Exercise goal: Give the count of lines below that include the word "last", and say nothing else.

Saved entries:
◇ ◇ ◇

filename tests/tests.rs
use aosim::configuration::config::{EnvironmentConfig, ScenarioConfig};
use aosim::simulation::error::{ConfigError, IntegrationError, SimulationError};
use aosim::simulation::observers::{BhObserver, OrbitObserver, Recorder, StateCsvObserver};
use aosim::simulation::scenario::Scenario;
use aosim::simulation::states::SystemState;
use aosim::simulation::verify::{propagate_attitude, propagate_orbit, trace_bh_loop, BhLoop};
use aosim::simulation::integrator::NullObserver;
use aosim::{JaParameters, NVec3};

use approx::assert_relative_eq;

/// Short scenario in the given environment, default spacecraft and orbit
pub fn short_config(environment: EnvironmentConfig, t_end: f64) -> ScenarioConfig {
    let mut cfg = ScenarioConfig::default();
    cfg.environment = environment;
    cfg.parameters.t_end = t_end;
    cfg
}

/// Uniform 30 uT field, tilted out of every body plane
pub fn constant_field() -> EnvironmentConfig {
    EnvironmentConfig::Constant {
        field_t: [2.0e-5, -1.0e-5, 2.0e-5],
    }
}

pub fn build(cfg: ScenarioConfig) -> Scenario {
    Scenario::build_scenario(cfg).expect("scenario should build")
}

// ==================================================================================
// Scenario construction
// ==================================================================================

#[test]
fn default_scenario_builds() {
    let scenario = build(ScenarioConfig::default());

    assert_eq!(scenario.spacecraft.num_rods(), 4);
    assert_eq!(scenario.initial_state.num_rods(), 4);
    assert!(scenario.initial_state.rod_magnetizations.iter().all(|m| *m == 0.0));
    assert_relative_eq!(scenario.initial_state.attitude.norm(), 1.0, epsilon = 1e-12);
    assert_relative_eq!(
        scenario.initial_state.position.norm(),
        6_378_137.0 + 650_000.0,
        max_relative = 1e-9
    );
    // circular orbit speed
    let v = (scenario.environment.gravitational_parameter() / scenario.initial_state.position.norm()).sqrt();
    assert_relative_eq!(scenario.initial_state.velocity.norm(), v, max_relative = 1e-9);
    assert!(scenario.engine.checkpoint_interval.is_none());
    assert_eq!(scenario.parameters.duration(), 14.0 * 24.0 * 3600.0);
}

#[test]
fn scenario_from_yaml() {
    let yaml = r#"
engine:
  integrator: "rkf78"
  checkpoint_interval: 30.0
parameters:
  t_end: 120.0
spacecraft:
  inertia: [[0.002, 0.0, 0.0], [0.0, 0.003, 0.0], [0.0, 0.0, 0.004]]
  rods:
    orientations: [[1, 0, 0], [0, 1, 0]]
environment:
  model: "constant"
  field_t: [0.0, 0.0, 3.0e-5]
initial:
  attitude: [2.0, 0.0, 0.0, 0.0]
  rod_magnetizations: [100.0, -100.0]
"#;
    let cfg: ScenarioConfig = serde_yaml::from_str(yaml).unwrap();
    let scenario = build(cfg);

    assert_eq!(scenario.engine.method.tableau().stages(), 13);
    assert_eq!(scenario.engine.checkpoint_interval, Some(30.0));
    assert_eq!(scenario.spacecraft.num_rods(), 2);
    assert_relative_eq!(scenario.spacecraft.inertia()[(2, 2)], 0.004);
    // attitude normalized on build
    assert_relative_eq!(scenario.initial_state.attitude.w, 1.0, epsilon = 1e-12);
    assert_eq!(scenario.initial_state.rod_magnetizations[1], -100.0);
    let sample = scenario.environment.evaluate(0.0, &scenario.initial_state.position);
    assert_relative_eq!(sample.magnetic_field, NVec3::new(0.0, 0.0, 3.0e-5));
}

#[test]
fn invalid_rod_volume_is_rejected() {
    let mut cfg = ScenarioConfig::default();
    cfg.spacecraft.rods.volume_m3 = -1.0;
    let err = Scenario::build_scenario(cfg).err().unwrap();
    assert!(matches!(err, ConfigError::NonPositive { .. }), "{err}");
}

#[test]
fn rod_magnetization_count_must_match() {
    let mut cfg = ScenarioConfig::default();
    cfg.initial.rod_magnetizations = Some(vec![0.0; 3]);
    let err = Scenario::build_scenario(cfg).err().unwrap();
    assert!(matches!(err, ConfigError::Invalid(_)), "{err}");
}

#[test]
fn short_checkpoint_interval_is_rejected() {
    let mut cfg = ScenarioConfig::default();
    cfg.engine.checkpoint_interval = Some(0.5);
    let err = Scenario::build_scenario(cfg).err().unwrap();
    assert!(matches!(err, ConfigError::OutOfRange { .. }), "{err}");
}

#[test]
fn hyperbolic_orbit_is_rejected() {
    let mut cfg = ScenarioConfig::default();
    cfg.orbit.eccentricity = 1.0;
    assert!(Scenario::build_scenario(cfg).is_err());
}

#[test]
fn asymmetric_inertia_is_rejected() {
    let mut cfg = ScenarioConfig::default();
    cfg.spacecraft.inertia = Some([[1.0, 0.5, 0.0], [0.0, 1.0, 0.0], [0.0, 0.0, 1.0]]);
    let err = Scenario::build_scenario(cfg).err().unwrap();
    assert!(matches!(err, ConfigError::InvalidInertia(_)), "{err}");
}

#[test]
fn zero_attitude_is_rejected() {
    let mut cfg = ScenarioConfig::default();
    cfg.initial.attitude = [0.0; 4];
    assert!(Scenario::build_scenario(cfg).is_err());
}

// ==================================================================================
// Runs
// ==================================================================================

#[test]
fn torque_free_cube_conserves_spin_and_orbit() {
    // a cube has no gravity-gradient torque; without field nothing else acts
    let scenario = build(short_config(EnvironmentConfig::Zero, 600.0));
    let mut rec = Recorder::<SystemState>::default();
    let summary = scenario.run(&mut rec).unwrap();

    let s0 = &scenario.initial_state;
    let s1 = &summary.final_state;
    assert_relative_eq!(s1.angular_velocity.norm(), s0.angular_velocity.norm(), max_relative = 1e-6);
    assert_relative_eq!(s1.position.norm(), s0.position.norm(), max_relative = 1e-3);
    assert_relative_eq!(s1.attitude.norm(), 1.0, epsilon = 1e-9);
    // static field: rods never move
    assert!(s1.rod_magnetizations.iter().all(|m| *m == 0.0));

    let times: Vec<f64> = rec.times().collect();
    assert_eq!(times[0], 0.0);
    assert_eq!(*times.last().unwrap(), 600.0);
    assert!(times.windows(2).all(|w| w[1] > w[0]));
    assert_eq!(times.len() as u64, summary.stats.accepted_steps + 1);
}

#[test]
fn checkpointed_run_observes_boundaries_in_order() {
    let mut cfg = short_config(constant_field(), 300.0);
    cfg.engine.checkpoint_interval = Some(60.0);
    let scenario = build(cfg);
    let mut rec = Recorder::<SystemState>::default();
    let summary = scenario.run(&mut rec).unwrap();

    assert_eq!(summary.checkpoints, 5);
    let times: Vec<f64> = rec.times().collect();
    assert_eq!(times[0], 0.0);
    assert!(times.windows(2).all(|w| w[1] > w[0]), "observation times must increase");
    for boundary in [60.0, 120.0, 180.0, 240.0, 300.0] {
        assert!(times.iter().any(|t| (t - boundary).abs() < 1e-9), "missing checkpoint {boundary}");
    }
    assert_eq!(*times.last().unwrap(), 300.0);

    let ms = JaParameters::hymu80().ms;
    for (_, state) in &rec.samples {
        assert_relative_eq!(state.attitude.norm(), 1.0, epsilon = 1e-9);
    }
    assert!(summary.final_state.rod_magnetizations.iter().all(|m| m.abs() <= ms));
    // field rate from rotation drives the rods
    assert!(summary.final_state.rod_magnetizations.iter().any(|m| *m != 0.0));
}

#[test]
fn checkpointing_tracks_continuous_run() {
    // time-varying field: offsets must line up with absolute time
    let env = EnvironmentConfig::Dipole {
        start_year: 2025.0,
        j2: true,
    };
    let mut cfg = short_config(env, 120.0);
    cfg.parameters.absolute_error = 1e-10;
    cfg.parameters.relative_error = 1e-10;

    let continuous = build(cfg.clone()).run(&mut NullObserver).unwrap();
    cfg.engine.checkpoint_interval = Some(30.0);
    let checkpointed = build(cfg).run(&mut NullObserver).unwrap();

    let a = &continuous.final_state;
    let b = &checkpointed.final_state;
    assert!((a.position - b.position).norm() < 1.0);
    assert!((a.angular_velocity - b.angular_velocity).norm() < 1e-5);
    assert!((&a.rod_magnetizations - &b.rod_magnetizations).amax() < 10.0);
}

#[test]
fn step_budget_is_enforced() {
    let mut cfg = short_config(EnvironmentConfig::Zero, 10.0);
    cfg.engine.max_steps = Some(1);
    let err = build(cfg).run(&mut Recorder::<SystemState>::default()).err().unwrap();
    assert!(matches!(
        err,
        SimulationError::Integration(IntegrationError::MaxStepsExceeded { max_steps: 1, .. })
    ));
}

#[test]
fn state_csv_has_one_row_per_observation() {
    let dir = tempfile::tempdir().unwrap();
    let path = dir.path().join("out").join("state.csv");
    let mut cfg = short_config(constant_field(), 20.0);
    cfg.engine.checkpoint_interval = Some(10.0);
    let scenario = build(cfg);

    let mut csv_obs = StateCsvObserver::create(&path, scenario.spacecraft.num_rods(), scenario.columns).unwrap();
    let mut rec = Recorder::<SystemState>::default();
    scenario
        .run(&mut |s: &SystemState, t: f64| {
            aosim::Observer::observe(&mut csv_obs, s, t);
            aosim::Observer::observe(&mut rec, s, t);
        })
        .unwrap();
    let rows = csv_obs.finish().unwrap();

    assert_eq!(rows as usize, rec.samples.len());
    let text = std::fs::read_to_string(&path).unwrap();
    let mut lines = text.lines();
    let header = lines.next().unwrap();
    assert!(header.starts_with("time,q_w,q_x,q_y,q_z,w_x,w_y,w_z"));
    assert!(header.ends_with("M_1,M_2,M_3,M_4,w_mag,r_mag,v_mag"));
    assert_eq!(lines.count(), rec.samples.len());
}

// ==================================================================================
// Verification harnesses
// ==================================================================================

#[test]
fn bh_loop_csv() {
    let dir = tempfile::tempdir().unwrap();
    let path = dir.path().join("bh.csv");
    let settings = BhLoop::default();

    let mut obs = BhObserver::create(&path, settings.field).unwrap();
    let (_, stats) = trace_bh_loop(JaParameters::hymu80(), &settings, &mut obs).unwrap();
    let rows = obs.finish().unwrap();
    assert_eq!(rows, stats.accepted_steps + 1);

    let mut reader = csv::Reader::from_path(&path).unwrap();
    assert_eq!(reader.headers().unwrap(), vec!["time", "H_Am", "M_Am", "B_T"]);
    let mut max_b: f64 = 0.0;
    for record in reader.records() {
        let record = record.unwrap();
        let b: f64 = record[3].parse().unwrap();
        max_b = max_b.max(b);
    }
    // permalloy near saturation: B ~ mu0 * Ms ~ 0.75 T
    assert!(max_b > 0.3 && max_b < 0.8, "peak B = {max_b}");
}

#[test]
fn orbit_returns_after_one_period() {
    let mut cfg = short_config(EnvironmentConfig::Zero, 0.0);
    cfg.parameters.absolute_error = 1e-9;
    cfg.parameters.relative_error = 1e-9;
    let period = {
        let scenario = build(cfg.clone());
        scenario.orbit.period(scenario.environment.gravitational_parameter())
    };
    cfg.parameters.t_end = period;
    let scenario = build(cfg);

    let dir = tempfile::tempdir().unwrap();
    let mut obs = OrbitObserver::create(dir.path().join("orbit.csv")).unwrap();
    let summary = propagate_orbit(&scenario, &mut obs).unwrap();
    obs.finish().unwrap();

    let r0 = scenario.initial_state.position;
    let r1 = summary.final_state.position;
    assert!((r1 - r0).norm() < 1e-3 * r0.norm(), "drift = {} m", (r1 - r0).norm());
    assert_eq!(summary.final_state.num_rods(), 0);
}

#[test]
fn attitude_at_rest_stays_at_rest_without_field() {
    let scenario = build(short_config(EnvironmentConfig::Zero, 100.0));
    let mut rec = Recorder::<SystemState>::default();
    let summary = propagate_attitude(&scenario, &mut rec).unwrap();

    let s = &summary.final_state;
    assert_eq!(s.num_rods(), 0);
    assert!(s.angular_velocity.norm() < 1e-12);
    assert_relative_eq!(s.attitude.w, 1.0, epsilon = 1e-12);
}

#[test]
fn magnet_starts_turning_in_field() {
    let scenario = build(short_config(constant_field(), 10.0));
    let mut rec = Recorder::<SystemState>::default();
    let summary = propagate_attitude(&scenario, &mut rec).unwrap();

    let (t0, first) = &rec.samples[0];
    assert_eq!(*t0, 0.0);
    assert_eq!(first.angular_velocity, NVec3::zeros());
    assert!(summary.final_state.angular_velocity.norm() > 0.0);
}
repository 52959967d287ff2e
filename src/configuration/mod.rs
pub mod config;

◇ ◇ ◇

Solved exercise: 2